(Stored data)
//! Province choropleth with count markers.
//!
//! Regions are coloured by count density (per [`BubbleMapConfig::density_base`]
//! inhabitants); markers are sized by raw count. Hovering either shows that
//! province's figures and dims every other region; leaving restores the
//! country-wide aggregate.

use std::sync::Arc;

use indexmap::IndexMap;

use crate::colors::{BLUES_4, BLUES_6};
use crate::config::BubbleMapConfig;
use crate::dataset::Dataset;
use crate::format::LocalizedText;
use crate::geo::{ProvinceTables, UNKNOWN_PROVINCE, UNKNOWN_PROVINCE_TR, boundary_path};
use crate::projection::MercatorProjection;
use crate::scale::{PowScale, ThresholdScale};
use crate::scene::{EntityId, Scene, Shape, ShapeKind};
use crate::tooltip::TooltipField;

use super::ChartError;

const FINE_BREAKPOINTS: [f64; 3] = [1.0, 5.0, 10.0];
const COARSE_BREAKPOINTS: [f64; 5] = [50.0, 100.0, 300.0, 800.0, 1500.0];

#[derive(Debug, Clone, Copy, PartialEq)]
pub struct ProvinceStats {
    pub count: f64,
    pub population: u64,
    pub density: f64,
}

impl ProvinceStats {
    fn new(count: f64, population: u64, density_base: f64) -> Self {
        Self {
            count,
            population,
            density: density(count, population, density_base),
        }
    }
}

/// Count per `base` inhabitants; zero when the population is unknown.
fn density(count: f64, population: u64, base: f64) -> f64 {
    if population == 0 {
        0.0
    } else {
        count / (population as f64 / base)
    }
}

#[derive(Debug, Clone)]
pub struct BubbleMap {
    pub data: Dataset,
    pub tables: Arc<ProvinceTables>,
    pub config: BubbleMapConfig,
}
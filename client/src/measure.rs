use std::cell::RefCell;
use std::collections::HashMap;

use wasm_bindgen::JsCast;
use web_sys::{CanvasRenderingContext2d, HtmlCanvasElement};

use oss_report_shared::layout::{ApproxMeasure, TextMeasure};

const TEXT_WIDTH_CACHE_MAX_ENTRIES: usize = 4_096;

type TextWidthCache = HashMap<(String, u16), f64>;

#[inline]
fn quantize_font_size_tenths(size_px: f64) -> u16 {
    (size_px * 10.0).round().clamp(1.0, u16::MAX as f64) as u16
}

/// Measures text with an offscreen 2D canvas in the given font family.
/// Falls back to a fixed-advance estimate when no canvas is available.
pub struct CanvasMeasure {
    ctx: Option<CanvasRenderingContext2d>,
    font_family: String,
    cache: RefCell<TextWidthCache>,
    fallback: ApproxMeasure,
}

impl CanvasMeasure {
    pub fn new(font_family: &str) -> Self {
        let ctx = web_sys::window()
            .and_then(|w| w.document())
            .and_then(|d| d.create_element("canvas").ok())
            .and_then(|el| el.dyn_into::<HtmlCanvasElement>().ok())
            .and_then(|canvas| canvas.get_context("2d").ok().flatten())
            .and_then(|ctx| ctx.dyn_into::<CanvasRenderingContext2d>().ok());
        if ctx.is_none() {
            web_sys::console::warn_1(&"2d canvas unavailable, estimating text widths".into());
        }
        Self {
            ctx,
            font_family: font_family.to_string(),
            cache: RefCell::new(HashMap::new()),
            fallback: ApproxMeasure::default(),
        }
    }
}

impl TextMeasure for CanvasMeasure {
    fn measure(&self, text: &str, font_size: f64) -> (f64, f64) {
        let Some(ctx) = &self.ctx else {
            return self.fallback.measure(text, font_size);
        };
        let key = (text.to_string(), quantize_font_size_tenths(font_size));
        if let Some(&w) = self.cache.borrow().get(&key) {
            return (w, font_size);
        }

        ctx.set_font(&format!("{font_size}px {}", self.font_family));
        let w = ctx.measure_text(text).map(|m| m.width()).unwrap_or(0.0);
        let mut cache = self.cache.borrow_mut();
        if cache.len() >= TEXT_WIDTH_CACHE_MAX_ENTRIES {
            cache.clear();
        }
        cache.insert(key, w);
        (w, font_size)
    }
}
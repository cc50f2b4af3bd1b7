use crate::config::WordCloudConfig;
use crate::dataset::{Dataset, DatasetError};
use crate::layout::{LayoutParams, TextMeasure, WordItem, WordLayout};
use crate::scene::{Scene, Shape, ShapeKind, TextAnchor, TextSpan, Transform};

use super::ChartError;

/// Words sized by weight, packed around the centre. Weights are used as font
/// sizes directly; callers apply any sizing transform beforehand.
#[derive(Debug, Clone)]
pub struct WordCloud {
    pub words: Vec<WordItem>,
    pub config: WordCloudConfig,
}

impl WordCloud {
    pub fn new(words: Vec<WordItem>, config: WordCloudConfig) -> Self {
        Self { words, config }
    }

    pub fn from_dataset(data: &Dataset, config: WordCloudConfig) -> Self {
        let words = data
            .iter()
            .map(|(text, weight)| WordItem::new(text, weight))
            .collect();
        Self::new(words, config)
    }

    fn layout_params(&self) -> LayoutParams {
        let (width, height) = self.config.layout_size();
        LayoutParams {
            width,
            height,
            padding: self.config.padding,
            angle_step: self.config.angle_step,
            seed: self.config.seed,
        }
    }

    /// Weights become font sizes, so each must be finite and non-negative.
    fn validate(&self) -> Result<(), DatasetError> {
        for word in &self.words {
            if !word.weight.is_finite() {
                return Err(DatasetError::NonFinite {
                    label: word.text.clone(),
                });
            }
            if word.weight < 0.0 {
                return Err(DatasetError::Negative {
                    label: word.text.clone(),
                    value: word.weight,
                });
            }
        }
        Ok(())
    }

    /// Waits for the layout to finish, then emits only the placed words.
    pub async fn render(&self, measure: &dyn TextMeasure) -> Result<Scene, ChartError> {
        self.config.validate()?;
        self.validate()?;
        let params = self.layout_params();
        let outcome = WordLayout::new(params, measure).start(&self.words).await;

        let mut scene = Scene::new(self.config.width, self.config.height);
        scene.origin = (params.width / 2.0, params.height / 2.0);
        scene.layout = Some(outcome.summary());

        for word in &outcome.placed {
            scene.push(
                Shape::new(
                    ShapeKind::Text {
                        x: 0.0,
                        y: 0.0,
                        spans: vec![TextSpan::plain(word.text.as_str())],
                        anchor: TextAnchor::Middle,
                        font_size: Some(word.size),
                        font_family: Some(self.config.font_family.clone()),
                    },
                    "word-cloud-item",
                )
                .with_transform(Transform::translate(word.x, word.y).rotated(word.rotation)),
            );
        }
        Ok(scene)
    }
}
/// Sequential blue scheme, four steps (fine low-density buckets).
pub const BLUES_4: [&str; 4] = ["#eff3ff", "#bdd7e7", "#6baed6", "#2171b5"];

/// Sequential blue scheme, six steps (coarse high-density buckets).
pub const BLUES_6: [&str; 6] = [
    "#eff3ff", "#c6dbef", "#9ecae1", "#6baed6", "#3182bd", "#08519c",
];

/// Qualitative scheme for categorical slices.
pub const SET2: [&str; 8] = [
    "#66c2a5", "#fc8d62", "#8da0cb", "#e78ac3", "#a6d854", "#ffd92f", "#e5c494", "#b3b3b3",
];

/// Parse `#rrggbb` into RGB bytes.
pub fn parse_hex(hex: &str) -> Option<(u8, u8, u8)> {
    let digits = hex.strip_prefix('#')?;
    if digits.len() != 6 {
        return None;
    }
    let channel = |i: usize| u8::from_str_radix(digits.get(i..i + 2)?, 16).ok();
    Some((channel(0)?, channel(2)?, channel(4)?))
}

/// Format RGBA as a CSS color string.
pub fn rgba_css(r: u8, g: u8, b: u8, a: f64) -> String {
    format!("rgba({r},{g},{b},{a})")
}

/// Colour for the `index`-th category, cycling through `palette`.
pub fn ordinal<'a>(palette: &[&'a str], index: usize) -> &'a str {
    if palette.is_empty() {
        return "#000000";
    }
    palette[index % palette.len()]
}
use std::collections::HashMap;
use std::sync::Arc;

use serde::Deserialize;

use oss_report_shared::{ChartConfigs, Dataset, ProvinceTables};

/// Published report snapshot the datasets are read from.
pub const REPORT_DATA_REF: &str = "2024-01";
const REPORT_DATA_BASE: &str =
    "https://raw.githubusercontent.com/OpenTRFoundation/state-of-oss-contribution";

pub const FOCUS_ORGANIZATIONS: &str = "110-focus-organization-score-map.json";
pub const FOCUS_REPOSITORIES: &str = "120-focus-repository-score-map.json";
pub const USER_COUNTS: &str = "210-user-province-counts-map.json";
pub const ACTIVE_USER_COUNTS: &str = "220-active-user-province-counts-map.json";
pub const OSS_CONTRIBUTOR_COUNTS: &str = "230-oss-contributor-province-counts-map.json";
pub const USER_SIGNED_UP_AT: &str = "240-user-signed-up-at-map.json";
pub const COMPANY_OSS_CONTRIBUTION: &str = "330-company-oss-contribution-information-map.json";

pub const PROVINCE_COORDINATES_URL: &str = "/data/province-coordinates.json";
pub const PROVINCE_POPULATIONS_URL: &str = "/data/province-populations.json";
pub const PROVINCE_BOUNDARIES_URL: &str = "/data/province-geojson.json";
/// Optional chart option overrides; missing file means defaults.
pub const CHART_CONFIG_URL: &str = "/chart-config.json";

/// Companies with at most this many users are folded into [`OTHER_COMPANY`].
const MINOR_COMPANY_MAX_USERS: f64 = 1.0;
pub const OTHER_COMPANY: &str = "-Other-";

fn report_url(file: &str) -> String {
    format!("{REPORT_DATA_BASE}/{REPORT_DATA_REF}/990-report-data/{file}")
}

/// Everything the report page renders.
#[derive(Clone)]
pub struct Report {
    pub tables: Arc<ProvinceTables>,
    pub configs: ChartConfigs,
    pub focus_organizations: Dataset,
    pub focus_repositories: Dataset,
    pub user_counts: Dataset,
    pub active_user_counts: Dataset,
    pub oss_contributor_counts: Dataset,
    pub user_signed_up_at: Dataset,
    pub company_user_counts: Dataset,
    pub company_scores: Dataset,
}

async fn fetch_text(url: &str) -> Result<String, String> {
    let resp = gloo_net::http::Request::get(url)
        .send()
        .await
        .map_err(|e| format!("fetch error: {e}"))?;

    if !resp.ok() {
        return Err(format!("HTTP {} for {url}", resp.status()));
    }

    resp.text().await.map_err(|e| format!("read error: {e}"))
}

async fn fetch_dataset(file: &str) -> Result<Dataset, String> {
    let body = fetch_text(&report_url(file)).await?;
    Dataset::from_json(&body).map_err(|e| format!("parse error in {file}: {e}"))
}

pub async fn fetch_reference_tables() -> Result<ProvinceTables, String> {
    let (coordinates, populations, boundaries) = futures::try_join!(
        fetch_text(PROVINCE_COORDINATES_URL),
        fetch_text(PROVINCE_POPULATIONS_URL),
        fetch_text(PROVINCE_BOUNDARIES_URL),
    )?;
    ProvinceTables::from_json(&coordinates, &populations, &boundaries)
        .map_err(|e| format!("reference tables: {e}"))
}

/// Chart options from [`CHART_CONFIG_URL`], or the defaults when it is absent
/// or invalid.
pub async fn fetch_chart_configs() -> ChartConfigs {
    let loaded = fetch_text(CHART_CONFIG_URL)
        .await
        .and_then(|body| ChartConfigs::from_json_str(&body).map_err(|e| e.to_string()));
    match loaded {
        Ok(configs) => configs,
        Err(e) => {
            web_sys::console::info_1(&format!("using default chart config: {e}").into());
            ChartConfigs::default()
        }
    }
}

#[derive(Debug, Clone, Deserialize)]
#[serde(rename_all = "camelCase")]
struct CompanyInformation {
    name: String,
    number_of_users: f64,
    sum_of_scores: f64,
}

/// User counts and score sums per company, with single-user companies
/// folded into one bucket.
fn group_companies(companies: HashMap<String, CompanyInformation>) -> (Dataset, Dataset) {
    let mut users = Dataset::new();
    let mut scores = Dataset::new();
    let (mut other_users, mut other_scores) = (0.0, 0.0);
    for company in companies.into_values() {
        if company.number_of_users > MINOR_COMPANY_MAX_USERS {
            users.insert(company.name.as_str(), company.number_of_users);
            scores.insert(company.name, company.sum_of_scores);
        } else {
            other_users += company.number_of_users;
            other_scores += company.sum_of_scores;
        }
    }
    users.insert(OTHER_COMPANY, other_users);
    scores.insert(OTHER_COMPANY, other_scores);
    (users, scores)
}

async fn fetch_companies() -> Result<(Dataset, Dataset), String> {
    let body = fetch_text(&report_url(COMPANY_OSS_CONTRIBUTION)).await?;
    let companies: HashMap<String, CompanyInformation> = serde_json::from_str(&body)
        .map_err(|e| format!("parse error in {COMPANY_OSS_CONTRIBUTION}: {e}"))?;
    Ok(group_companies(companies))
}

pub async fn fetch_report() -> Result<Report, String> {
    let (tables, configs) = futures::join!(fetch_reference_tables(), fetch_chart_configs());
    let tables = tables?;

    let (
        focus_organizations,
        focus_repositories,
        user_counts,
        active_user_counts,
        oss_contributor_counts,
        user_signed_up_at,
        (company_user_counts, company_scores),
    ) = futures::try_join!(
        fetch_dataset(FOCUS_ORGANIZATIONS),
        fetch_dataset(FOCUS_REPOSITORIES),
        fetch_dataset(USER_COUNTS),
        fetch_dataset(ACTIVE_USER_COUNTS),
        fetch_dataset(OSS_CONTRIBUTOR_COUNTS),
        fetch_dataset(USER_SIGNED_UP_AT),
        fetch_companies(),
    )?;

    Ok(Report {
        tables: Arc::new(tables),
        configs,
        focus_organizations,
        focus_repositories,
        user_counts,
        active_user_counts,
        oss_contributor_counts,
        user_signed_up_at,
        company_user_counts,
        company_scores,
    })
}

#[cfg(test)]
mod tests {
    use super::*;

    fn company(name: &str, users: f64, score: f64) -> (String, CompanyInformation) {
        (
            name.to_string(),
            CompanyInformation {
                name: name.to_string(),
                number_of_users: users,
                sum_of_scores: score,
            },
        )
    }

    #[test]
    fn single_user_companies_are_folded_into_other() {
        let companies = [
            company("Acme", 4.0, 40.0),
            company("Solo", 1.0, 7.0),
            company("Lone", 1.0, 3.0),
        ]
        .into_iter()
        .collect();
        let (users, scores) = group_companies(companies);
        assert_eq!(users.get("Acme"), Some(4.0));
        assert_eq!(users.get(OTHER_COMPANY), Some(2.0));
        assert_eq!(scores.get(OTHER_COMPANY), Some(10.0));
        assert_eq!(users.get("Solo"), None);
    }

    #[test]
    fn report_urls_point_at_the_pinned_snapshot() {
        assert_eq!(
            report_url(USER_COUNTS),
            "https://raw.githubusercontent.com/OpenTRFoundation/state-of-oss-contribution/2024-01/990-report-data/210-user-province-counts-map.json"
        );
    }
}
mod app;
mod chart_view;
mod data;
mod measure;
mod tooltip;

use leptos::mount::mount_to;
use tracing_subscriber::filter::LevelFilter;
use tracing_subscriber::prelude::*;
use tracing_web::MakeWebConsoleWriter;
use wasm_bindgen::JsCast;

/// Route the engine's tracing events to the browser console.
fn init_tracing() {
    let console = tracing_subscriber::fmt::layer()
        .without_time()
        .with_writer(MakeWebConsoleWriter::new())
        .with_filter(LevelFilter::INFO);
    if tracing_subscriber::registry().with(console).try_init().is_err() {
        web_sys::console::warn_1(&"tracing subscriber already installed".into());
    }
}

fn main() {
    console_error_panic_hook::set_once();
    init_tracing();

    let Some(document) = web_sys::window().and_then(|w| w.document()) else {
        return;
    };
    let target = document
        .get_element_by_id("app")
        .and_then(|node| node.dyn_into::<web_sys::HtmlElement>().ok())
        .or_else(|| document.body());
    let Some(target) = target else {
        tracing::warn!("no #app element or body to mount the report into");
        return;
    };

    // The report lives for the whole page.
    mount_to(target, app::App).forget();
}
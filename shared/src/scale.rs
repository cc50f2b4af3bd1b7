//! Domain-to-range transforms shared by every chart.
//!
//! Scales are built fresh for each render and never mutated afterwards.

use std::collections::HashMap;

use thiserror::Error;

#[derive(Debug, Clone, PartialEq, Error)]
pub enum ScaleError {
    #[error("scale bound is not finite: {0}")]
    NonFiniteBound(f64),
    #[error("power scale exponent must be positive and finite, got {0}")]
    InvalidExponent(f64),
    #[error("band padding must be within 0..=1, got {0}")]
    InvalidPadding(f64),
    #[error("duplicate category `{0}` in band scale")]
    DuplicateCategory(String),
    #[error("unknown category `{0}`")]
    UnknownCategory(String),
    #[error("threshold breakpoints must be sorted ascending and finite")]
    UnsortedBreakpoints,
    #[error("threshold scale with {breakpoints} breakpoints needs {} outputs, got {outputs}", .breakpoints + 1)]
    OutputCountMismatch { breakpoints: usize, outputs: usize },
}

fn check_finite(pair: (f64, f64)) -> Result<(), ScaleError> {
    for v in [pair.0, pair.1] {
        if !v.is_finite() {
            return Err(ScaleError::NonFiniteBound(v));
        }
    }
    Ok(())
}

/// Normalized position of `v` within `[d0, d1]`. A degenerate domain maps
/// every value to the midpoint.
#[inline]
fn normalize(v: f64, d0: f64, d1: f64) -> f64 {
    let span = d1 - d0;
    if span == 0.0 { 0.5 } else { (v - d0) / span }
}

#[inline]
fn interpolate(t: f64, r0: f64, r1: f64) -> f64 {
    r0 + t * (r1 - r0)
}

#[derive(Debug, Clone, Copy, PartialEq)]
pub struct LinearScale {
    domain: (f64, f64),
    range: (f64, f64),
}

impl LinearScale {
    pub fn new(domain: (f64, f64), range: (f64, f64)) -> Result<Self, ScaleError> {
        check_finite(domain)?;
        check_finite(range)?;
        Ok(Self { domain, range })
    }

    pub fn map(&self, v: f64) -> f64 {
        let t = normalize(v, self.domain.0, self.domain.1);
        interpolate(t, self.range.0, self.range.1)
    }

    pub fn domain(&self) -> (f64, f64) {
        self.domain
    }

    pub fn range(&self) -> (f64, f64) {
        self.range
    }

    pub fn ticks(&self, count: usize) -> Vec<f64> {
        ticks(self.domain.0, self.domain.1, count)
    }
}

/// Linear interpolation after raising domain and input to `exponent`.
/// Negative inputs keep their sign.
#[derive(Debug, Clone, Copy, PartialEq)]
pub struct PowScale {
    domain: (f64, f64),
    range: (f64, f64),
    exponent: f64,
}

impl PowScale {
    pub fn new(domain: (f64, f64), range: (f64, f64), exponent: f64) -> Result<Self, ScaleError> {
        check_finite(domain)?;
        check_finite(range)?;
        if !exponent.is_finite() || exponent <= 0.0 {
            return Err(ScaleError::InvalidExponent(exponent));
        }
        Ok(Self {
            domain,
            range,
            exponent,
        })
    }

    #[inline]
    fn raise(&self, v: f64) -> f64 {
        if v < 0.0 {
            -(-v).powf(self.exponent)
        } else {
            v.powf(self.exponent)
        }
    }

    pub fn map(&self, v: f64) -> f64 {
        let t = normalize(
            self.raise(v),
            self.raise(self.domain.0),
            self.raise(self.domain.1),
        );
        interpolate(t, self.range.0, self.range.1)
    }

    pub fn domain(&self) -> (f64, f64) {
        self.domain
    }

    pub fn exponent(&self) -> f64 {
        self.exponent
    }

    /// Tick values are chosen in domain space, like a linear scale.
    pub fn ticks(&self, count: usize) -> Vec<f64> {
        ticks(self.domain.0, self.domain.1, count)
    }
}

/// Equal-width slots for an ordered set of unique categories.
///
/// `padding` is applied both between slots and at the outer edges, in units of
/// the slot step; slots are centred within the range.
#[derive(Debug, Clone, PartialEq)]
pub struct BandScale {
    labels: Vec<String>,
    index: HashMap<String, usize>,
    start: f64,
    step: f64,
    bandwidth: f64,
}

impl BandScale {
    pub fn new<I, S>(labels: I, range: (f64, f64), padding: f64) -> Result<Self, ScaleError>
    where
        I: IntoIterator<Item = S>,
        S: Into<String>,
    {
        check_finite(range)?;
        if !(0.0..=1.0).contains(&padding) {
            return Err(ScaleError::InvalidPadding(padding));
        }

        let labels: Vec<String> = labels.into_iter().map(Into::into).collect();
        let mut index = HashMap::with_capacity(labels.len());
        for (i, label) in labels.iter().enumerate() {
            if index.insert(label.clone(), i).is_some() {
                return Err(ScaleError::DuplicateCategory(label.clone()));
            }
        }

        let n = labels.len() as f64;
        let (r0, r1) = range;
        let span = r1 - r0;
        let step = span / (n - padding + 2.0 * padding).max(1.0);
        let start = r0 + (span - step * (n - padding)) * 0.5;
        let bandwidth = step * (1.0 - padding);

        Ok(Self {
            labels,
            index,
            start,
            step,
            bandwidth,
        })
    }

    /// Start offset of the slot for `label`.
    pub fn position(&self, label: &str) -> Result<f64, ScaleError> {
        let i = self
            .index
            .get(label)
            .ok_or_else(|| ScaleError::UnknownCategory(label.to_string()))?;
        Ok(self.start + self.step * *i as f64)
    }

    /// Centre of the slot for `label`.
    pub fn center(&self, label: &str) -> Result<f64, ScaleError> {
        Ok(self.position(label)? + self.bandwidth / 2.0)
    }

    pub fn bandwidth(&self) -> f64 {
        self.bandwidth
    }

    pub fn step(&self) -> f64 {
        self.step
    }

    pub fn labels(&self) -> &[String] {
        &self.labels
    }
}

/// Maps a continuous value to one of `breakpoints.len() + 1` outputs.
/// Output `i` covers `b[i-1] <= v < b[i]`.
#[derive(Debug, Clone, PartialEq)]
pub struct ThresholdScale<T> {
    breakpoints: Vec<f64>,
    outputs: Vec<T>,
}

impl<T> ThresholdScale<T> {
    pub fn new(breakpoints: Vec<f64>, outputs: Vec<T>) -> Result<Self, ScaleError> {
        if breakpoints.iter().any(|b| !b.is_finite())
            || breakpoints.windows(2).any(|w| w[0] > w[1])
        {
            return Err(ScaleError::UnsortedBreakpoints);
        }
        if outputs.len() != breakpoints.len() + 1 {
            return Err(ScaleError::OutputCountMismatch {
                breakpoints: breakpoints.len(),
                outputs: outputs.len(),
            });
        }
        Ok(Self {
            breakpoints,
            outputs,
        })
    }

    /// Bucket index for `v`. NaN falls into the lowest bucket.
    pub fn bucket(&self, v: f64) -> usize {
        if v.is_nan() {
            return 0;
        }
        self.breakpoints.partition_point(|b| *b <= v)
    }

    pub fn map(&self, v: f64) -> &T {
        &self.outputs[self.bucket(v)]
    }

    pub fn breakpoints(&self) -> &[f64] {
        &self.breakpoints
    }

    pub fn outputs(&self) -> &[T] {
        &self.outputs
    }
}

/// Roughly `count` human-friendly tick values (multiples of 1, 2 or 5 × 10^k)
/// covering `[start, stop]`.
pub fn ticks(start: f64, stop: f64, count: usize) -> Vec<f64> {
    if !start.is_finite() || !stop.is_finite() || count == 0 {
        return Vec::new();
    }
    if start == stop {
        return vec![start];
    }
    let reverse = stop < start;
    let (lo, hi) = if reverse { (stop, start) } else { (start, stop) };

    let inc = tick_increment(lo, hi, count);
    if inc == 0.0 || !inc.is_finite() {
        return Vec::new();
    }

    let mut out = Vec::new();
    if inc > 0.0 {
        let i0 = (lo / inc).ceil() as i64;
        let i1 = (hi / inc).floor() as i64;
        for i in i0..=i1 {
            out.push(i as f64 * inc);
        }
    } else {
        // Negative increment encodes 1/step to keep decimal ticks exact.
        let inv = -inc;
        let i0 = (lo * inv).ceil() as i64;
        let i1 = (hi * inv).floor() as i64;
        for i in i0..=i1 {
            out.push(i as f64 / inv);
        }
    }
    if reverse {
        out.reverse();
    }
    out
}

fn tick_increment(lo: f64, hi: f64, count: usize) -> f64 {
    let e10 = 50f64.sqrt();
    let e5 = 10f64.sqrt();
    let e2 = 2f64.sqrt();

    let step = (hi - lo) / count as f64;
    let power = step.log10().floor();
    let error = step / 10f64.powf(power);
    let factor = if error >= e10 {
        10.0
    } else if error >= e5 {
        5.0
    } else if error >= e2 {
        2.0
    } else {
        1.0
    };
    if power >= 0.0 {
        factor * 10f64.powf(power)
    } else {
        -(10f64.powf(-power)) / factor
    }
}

** WORK ORDER **
The required output is the exact run of lines from the beginning of the records to the line with "given font family.", that line included.

** ANSWER TO THIS EXERCISE **
//! Province choropleth with count markers.
//!
//! Regions are coloured by count density (per [`BubbleMapConfig::density_base`]
//! inhabitants); markers are sized by raw count. Hovering either shows that
//! province's figures and dims every other region; leaving restores the
//! country-wide aggregate.

use std::sync::Arc;

use indexmap::IndexMap;

use crate::colors::{BLUES_4, BLUES_6};
use crate::config::BubbleMapConfig;
use crate::dataset::Dataset;
use crate::format::LocalizedText;
use crate::geo::{ProvinceTables, UNKNOWN_PROVINCE, UNKNOWN_PROVINCE_TR, boundary_path};
use crate::projection::MercatorProjection;
use crate::scale::{PowScale, ThresholdScale};
use crate::scene::{EntityId, Scene, Shape, ShapeKind};
use crate::tooltip::TooltipField;

use super::ChartError;

const FINE_BREAKPOINTS: [f64; 3] = [1.0, 5.0, 10.0];
const COARSE_BREAKPOINTS: [f64; 5] = [50.0, 100.0, 300.0, 800.0, 1500.0];

#[derive(Debug, Clone, Copy, PartialEq)]
pub struct ProvinceStats {
    pub count: f64,
    pub population: u64,
    pub density: f64,
}

impl ProvinceStats {
    fn new(count: f64, population: u64, density_base: f64) -> Self {
        Self {
            count,
            population,
            density: density(count, population, density_base),
        }
    }
}

/// Count per `base` inhabitants; zero when the population is unknown.
fn density(count: f64, population: u64, base: f64) -> f64 {
    if population == 0 {
        0.0
    } else {
        count / (population as f64 / base)
    }
}

#[derive(Debug, Clone)]
pub struct BubbleMap {
    pub data: Dataset,
    pub tables: Arc<ProvinceTables>,
    pub config: BubbleMapConfig,
}
filename client/src/measure.rs
use std::cell::RefCell;
use std::collections::HashMap;

use wasm_bindgen::JsCast;
use web_sys::{CanvasRenderingContext2d, HtmlCanvasElement};

use oss_report_shared::layout::{ApproxMeasure, TextMeasure};

const TEXT_WIDTH_CACHE_MAX_ENTRIES: usize = 4_096;

type TextWidthCache = HashMap<(String, u16), f64>;

#[inline]
fn quantize_font_size_tenths(size_px: f64) -> u16 {
    (size_px * 10.0).round().clamp(1.0, u16::MAX as f64) as u16
}

/// Measures text with an offscreen 2D canvas in the given font family.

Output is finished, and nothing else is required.